This is FRESH AIR. Our next guest is singer-songwriter Joan Shelley. You can hear the influence of Appalachian folk music in her songs while her clear bell-like voice may remind you of '60s British folk singers like Sandy Denny. New York Times music critic John Pareles wrote, there's a rare stillness in Ms. Shelley's tunes. Her lyrics don't tell stories. They contemplate places and situations, landscapes that can be geographical, psychological and sometimes both.

While she was on tour for her album "Over And Even," Shelley stopped by our studio to talk with FRESH AIR producer Sam Briger and to perform some of her songs with guitarist Nathan Salsburg. Salsburg has his own albums of guitar instrumentals and is the curator of the Alan Lomax Archive. Here's Shelley and Salsburg in our studio playing Shelley's song "No More Shelter."

JOAN SHELLEY: (Singing) Pull up the horses and carry me back behind the lines. Back to the water, back with the gardens and the vines, where two hands of ash and gold chase down my fever and wash me with soap. And half of us were losing and half of us were wrong. Well, a rose you planted. Leather and rope, fire inside the rock. The heavens open, I am like a child on the spot. Asking God why'd you come? Was it all for some glory, was it all for a song?

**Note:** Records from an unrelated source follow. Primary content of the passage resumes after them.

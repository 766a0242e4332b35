//! Ordered result collections paired with a server-reported total count.
//!
//! A find request may return only one page of matches. [`ItemCollection`]
//! keeps the items that were actually fetched together with the total number
//! of matches the server reported for the whole request, so callers can page
//! without issuing a separate count query.

use serde::Serialize;

/// Items fetched by one request plus the total number of matches.
///
/// ## Invariants
/// - Item order is the order in which the server returned them.
/// - `total_count` is independent of `len()`; it may be larger when a limit
///   or offset was applied.
///
/// # Examples
/// ```
/// use item_collection::ItemCollection;
///
/// let collection = ItemCollection::new(vec!["a", "b"], 10);
/// assert_eq!(collection.len(), 2);
/// assert_eq!(collection.total_count(), 10);
/// assert_eq!(collection.first(), Some(&"a"));
/// ```
#[derive(Debug, Clone, PartialEq, Eq, Serialize)]
#[serde(rename_all = "camelCase")]
pub struct ItemCollection<T> {
    items: Vec<T>,
    total_count: usize,
}

impl<T> ItemCollection<T> {
    /// Build a collection from fetched items and the reported total count.
    #[must_use]
    pub const fn new(items: Vec<T>, total_count: usize) -> Self {
        Self { items, total_count }
    }

    /// A collection with no items and a total count of zero.
    #[must_use]
    pub const fn empty() -> Self {
        Self::new(Vec::new(), 0)
    }

    /// Total number of matches reported by the server.
    #[must_use]
    pub const fn total_count(&self) -> usize {
        self.total_count
    }

    /// Number of items actually fetched.
    #[must_use]
    pub const fn len(&self) -> usize {
        self.items.len()
    }

    /// Whether no items were fetched.
    #[must_use]
    pub const fn is_empty(&self) -> bool {
        self.items.is_empty()
    }

    /// First fetched item, if any.
    #[must_use]
    pub fn first(&self) -> Option<&T> {
        self.items.first()
    }

    /// Iterate over the fetched items.
    pub fn iter(&self) -> std::slice::Iter<'_, T> {
        self.items.iter()
    }

    /// Borrow the fetched items as a slice.
    #[must_use]
    pub const fn as_slice(&self) -> &[T] {
        self.items.as_slice()
    }

    /// Consume the collection, returning the fetched items.
    #[must_use]
    pub fn into_items(self) -> Vec<T> {
        self.items
    }

    /// Take ownership of the first item, discarding the rest.
    #[must_use]
    pub fn into_first(self) -> Option<T> {
        self.items.into_iter().next()
    }

    /// Map every item, keeping the total count.
    ///
    /// # Errors
    ///
    /// Returns the first error produced by `f`; later items are not visited.
    pub fn try_map<U, E, F>(self, f: F) -> Result<ItemCollection<U>, E>
    where
        F: FnMut(T) -> Result<U, E>,
    {
        let total_count = self.total_count;
        let items = self.items.into_iter().map(f).collect::<Result<Vec<_>, _>>()?;
        Ok(ItemCollection::new(items, total_count))
    }
}

impl<T> Default for ItemCollection<T> {
    fn default() -> Self {
        Self::empty()
    }
}

impl<T> IntoIterator for ItemCollection<T> {
    type Item = T;
    type IntoIter = std::vec::IntoIter<T>;

    fn into_iter(self) -> Self::IntoIter {
        self.items.into_iter()
    }
}

impl<'a, T> IntoIterator for &'a ItemCollection<T> {
    type Item = &'a T;
    type IntoIter = std::slice::Iter<'a, T>;

    fn into_iter(self) -> Self::IntoIter {
        self.items.iter()
    }
}

#[cfg(test)]
mod tests {
    //! Regression coverage for this module.
    use super::*;
    use rstest::rstest;

    #[rstest]
    fn empty_collection_reports_zero_total() {
        let collection = ItemCollection::<u32>::empty();
        assert!(collection.is_empty());
        assert_eq!(collection.total_count(), 0);
        assert!(collection.first().is_none());
    }

    #[rstest]
    #[case(vec![1, 2, 3], 3)]
    #[case(vec![1], 50)]
    fn total_count_is_independent_of_fetched_items(
        #[case] items: Vec<u32>,
        #[case] total_count: usize,
    ) {
        let fetched = items.len();
        let collection = ItemCollection::new(items, total_count);
        assert_eq!(collection.len(), fetched);
        assert_eq!(collection.total_count(), total_count);
    }

    #[rstest]
    fn try_map_keeps_total_count() {
        let collection = ItemCollection::new(vec!["1", "2"], 7);
        let mapped = collection
            .try_map(|value| value.parse::<u32>())
            .expect("numbers parse");
        assert_eq!(mapped.as_slice(), &[1, 2]);
        assert_eq!(mapped.total_count(), 7);
    }

    #[rstest]
    fn try_map_stops_at_first_error() {
        let collection = ItemCollection::new(vec!["1", "x", "3"], 3);
        assert!(collection.try_map(|value| value.parse::<u32>()).is_err());
    }

    #[rstest]
    fn serialises_with_camel_case_total() {
        let collection = ItemCollection::new(vec![1], 4);
        let json = serde_json::to_value(&collection).expect("serialises");
        assert_eq!(json, serde_json::json!({ "items": [1], "totalCount": 4 }));
    }
}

And my eyes are still searching for a light in the fog, a sweetheart to sing for me. I was thrown from the center, where I once so bravely spun. I was pulled through the colors, through the colors did I run. And my eyes were wide and gleaming, though wind-whipped by the storm. There is no more shelter for the broken. There is no more shelter for the broken.

SAM BRIGER, BYLINE: That was terrific. Thanks so much for playing that. That's Joan Shelley and Nathan Salsburg "No More Shelter" from Joan Shelley's album "Over And Even." Thank you so much for coming in today.

SHELLEY: Thanks for having us.

BRIGER: So Joan, you wrote these songs when you were spending time in Greece before a European tour. It sounds like it was, like, both a beautiful time and also maybe a little bit of a lonely time, like you were traveling alone maybe.

SHELLEY: Yeah.

BRIGER: You didn't speak the language. Maybe you were missing human interaction but finding that natural world kind of compelling. I mean, that feeling, there's like a wistfulness that seems to come through a lot of these songs which you wrote there - while you were there, right?

SHELLEY: Yeah. I had been trying to catch up a little bit on my Greek myths and also philosophy and stuff. So I was reading about Ariadne and that whole story the Minotaur. And so I was on the island of Naxos, where she supposedly was left. And, like you said, without a lot of personal relationships and friendships at night, I was just reading and then imagining these - Dionysus supposedly comes and marries her after Theseus leaves her on Naxos. And so I was just having these relationships with the imagined abandoned gods, you know? We're at this next stage where we don't really believe in our gods anymore and just thinking they may be still lingering there and writing little stories about them.

BRIGER: Your voice is very - it's a very clear voice, and it sounds - I mean, it's hard to describe voices, but it sounds sort of clean. You're not doing a lot of different pyrotechnics with your voice. You're kind of letting it come across straight, and it's very beautiful. But have you always sung like that?

SHELLEY: No. I remember I was maybe 9 years old, my parents told me I had figured out vibrato. And they thought it would never end. Like - they were like I hope she grows out of this phase. And we can't tell her that it's bad because they were just so - they accepted anything that I did and told me it was great, which was awesome. But, yeah, they were right to let that one just go.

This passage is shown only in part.